[TASK PROMPT]:
Show each line of the entries below in which the word "ManualClock" appears.

[SOURCE DATA]:
▼
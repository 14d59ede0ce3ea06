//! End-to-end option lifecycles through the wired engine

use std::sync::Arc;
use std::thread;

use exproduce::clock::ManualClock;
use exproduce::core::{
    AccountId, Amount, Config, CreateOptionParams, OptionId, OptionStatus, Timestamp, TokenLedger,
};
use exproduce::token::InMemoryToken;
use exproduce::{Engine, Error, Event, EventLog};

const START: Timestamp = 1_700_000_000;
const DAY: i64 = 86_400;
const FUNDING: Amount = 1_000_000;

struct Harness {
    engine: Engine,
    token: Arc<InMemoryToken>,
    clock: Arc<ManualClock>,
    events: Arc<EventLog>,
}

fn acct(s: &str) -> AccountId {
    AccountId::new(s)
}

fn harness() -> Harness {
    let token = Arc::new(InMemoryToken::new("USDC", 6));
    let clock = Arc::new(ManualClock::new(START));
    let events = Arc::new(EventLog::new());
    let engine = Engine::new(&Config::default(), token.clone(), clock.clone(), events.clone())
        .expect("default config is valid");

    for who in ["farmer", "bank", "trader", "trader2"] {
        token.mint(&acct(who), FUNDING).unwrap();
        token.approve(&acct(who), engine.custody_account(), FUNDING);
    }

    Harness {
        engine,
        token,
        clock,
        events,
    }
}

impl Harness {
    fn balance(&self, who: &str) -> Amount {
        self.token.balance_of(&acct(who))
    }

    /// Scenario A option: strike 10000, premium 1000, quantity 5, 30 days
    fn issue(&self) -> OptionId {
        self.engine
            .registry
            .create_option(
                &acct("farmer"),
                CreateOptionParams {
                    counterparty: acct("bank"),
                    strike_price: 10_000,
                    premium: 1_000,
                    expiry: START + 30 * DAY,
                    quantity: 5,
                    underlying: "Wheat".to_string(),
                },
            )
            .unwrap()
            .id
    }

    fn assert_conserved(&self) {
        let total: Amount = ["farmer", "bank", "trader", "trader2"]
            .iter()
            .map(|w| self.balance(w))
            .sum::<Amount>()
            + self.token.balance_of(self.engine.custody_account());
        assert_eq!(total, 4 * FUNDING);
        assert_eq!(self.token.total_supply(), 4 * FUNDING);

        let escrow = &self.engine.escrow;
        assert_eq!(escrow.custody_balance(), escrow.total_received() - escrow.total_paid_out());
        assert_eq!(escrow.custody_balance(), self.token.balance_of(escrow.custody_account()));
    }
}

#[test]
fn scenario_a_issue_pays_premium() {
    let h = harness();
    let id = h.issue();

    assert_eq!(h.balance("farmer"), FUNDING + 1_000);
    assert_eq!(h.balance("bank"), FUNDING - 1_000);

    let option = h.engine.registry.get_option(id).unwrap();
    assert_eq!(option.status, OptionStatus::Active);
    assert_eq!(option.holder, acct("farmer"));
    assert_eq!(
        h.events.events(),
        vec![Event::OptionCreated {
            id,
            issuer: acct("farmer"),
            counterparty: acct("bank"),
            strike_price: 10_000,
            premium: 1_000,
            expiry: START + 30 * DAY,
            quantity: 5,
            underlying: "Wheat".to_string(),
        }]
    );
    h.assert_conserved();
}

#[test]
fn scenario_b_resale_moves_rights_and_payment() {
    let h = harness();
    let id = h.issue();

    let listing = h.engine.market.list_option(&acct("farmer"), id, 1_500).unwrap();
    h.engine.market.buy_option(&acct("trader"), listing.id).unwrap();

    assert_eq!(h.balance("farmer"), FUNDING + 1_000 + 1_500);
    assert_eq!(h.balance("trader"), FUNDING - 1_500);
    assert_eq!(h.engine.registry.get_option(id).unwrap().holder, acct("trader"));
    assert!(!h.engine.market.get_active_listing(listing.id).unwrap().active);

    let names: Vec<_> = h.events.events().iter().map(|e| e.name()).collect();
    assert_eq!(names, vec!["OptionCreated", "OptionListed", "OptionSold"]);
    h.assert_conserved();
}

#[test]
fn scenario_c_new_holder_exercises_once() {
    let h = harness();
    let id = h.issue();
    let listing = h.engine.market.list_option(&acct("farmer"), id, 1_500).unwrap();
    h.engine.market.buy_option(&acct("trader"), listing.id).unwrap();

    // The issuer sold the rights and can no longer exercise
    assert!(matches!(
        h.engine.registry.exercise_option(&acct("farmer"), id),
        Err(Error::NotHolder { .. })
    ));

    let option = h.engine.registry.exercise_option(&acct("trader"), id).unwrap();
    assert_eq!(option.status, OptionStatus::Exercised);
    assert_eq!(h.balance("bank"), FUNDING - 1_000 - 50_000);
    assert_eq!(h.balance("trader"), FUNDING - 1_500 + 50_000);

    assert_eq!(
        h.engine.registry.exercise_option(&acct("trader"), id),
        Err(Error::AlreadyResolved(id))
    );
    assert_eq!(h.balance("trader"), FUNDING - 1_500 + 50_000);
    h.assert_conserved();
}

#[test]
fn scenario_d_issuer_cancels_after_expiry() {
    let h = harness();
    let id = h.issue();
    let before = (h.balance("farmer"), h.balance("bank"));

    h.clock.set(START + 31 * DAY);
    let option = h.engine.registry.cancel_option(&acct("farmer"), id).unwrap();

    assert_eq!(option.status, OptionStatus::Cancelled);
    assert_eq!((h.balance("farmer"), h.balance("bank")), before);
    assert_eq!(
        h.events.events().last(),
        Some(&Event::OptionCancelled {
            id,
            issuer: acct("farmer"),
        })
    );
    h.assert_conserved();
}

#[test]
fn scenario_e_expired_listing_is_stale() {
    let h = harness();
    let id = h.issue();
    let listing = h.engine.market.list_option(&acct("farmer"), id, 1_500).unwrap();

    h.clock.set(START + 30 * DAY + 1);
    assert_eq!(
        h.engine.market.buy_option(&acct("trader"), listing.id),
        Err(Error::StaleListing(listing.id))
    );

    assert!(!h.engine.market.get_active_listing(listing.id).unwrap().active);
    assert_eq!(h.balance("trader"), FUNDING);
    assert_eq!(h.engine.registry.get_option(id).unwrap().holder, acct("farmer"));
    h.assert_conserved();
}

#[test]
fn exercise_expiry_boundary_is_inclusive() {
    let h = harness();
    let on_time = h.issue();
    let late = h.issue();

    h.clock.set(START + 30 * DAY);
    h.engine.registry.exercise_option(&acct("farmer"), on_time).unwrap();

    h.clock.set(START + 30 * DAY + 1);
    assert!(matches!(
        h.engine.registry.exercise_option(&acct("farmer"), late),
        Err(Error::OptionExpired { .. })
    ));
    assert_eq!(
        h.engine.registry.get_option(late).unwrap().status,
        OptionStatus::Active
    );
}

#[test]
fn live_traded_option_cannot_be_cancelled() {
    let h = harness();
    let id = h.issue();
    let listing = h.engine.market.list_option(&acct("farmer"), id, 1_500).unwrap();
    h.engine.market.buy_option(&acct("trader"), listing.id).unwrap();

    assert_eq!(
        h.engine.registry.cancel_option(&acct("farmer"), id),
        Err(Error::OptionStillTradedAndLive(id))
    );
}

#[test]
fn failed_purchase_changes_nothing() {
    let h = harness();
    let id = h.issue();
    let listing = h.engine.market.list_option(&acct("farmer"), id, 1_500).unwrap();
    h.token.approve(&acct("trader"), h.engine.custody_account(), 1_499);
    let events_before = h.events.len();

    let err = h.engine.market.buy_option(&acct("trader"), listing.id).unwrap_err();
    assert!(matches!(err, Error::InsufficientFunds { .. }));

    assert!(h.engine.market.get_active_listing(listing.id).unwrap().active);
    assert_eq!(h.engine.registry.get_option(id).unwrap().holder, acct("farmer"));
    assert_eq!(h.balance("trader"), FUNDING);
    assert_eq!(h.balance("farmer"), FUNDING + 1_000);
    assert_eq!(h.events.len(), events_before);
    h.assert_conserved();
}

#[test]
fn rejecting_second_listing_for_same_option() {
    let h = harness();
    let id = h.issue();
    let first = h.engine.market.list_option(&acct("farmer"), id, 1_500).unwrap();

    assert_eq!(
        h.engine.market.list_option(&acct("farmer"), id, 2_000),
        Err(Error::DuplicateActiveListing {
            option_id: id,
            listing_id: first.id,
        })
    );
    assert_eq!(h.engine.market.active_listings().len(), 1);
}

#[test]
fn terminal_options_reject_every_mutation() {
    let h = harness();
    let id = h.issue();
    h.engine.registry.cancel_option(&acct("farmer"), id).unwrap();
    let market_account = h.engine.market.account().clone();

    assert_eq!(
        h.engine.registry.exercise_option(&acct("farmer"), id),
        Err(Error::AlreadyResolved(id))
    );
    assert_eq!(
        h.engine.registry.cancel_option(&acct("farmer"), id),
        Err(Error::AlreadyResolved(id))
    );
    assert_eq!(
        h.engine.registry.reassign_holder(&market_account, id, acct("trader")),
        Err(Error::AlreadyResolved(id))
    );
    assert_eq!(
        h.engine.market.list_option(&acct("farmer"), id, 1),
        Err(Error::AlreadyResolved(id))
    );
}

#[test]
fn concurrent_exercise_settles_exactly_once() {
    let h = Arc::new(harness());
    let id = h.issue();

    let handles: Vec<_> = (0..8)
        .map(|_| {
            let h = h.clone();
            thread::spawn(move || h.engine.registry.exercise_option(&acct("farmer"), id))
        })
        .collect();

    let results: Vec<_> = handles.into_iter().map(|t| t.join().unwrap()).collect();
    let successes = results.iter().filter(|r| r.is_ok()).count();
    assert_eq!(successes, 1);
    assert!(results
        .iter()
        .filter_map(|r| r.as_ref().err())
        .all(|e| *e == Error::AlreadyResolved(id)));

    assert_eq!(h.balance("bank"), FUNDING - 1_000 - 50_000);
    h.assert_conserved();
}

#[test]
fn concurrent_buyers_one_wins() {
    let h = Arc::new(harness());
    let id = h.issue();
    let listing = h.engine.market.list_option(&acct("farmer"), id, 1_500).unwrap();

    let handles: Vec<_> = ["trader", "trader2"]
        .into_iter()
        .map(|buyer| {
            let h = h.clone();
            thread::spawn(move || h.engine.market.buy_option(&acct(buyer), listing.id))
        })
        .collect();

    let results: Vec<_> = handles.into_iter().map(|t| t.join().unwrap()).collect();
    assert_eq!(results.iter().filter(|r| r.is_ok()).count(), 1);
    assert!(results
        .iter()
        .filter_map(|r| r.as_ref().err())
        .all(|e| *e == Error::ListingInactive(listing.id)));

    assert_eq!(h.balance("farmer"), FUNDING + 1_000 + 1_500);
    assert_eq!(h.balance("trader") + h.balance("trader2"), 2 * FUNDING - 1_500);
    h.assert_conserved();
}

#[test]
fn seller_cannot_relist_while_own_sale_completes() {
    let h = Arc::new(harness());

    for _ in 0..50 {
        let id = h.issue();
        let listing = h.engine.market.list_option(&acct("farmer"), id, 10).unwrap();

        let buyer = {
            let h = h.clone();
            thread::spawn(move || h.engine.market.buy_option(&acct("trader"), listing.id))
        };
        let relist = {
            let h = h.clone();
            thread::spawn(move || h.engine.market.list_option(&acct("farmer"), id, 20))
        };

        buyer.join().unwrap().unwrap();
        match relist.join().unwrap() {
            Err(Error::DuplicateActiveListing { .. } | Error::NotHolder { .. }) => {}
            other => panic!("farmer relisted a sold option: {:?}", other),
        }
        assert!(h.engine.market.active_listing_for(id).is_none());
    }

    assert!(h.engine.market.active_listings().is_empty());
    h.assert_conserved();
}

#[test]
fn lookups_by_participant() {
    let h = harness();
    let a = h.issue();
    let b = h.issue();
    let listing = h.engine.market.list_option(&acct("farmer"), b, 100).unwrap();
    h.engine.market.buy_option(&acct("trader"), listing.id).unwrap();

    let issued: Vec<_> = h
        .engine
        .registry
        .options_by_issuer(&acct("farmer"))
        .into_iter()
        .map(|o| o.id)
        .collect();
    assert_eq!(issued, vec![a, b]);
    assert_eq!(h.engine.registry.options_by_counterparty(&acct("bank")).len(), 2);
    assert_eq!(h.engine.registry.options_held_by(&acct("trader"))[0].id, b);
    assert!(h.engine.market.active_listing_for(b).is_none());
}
▲
[TASK RESPONSE]:
use exproduce::clock::ManualClock;
    clock: Arc<ManualClock>,
    let clock = Arc::new(ManualClock::new(START));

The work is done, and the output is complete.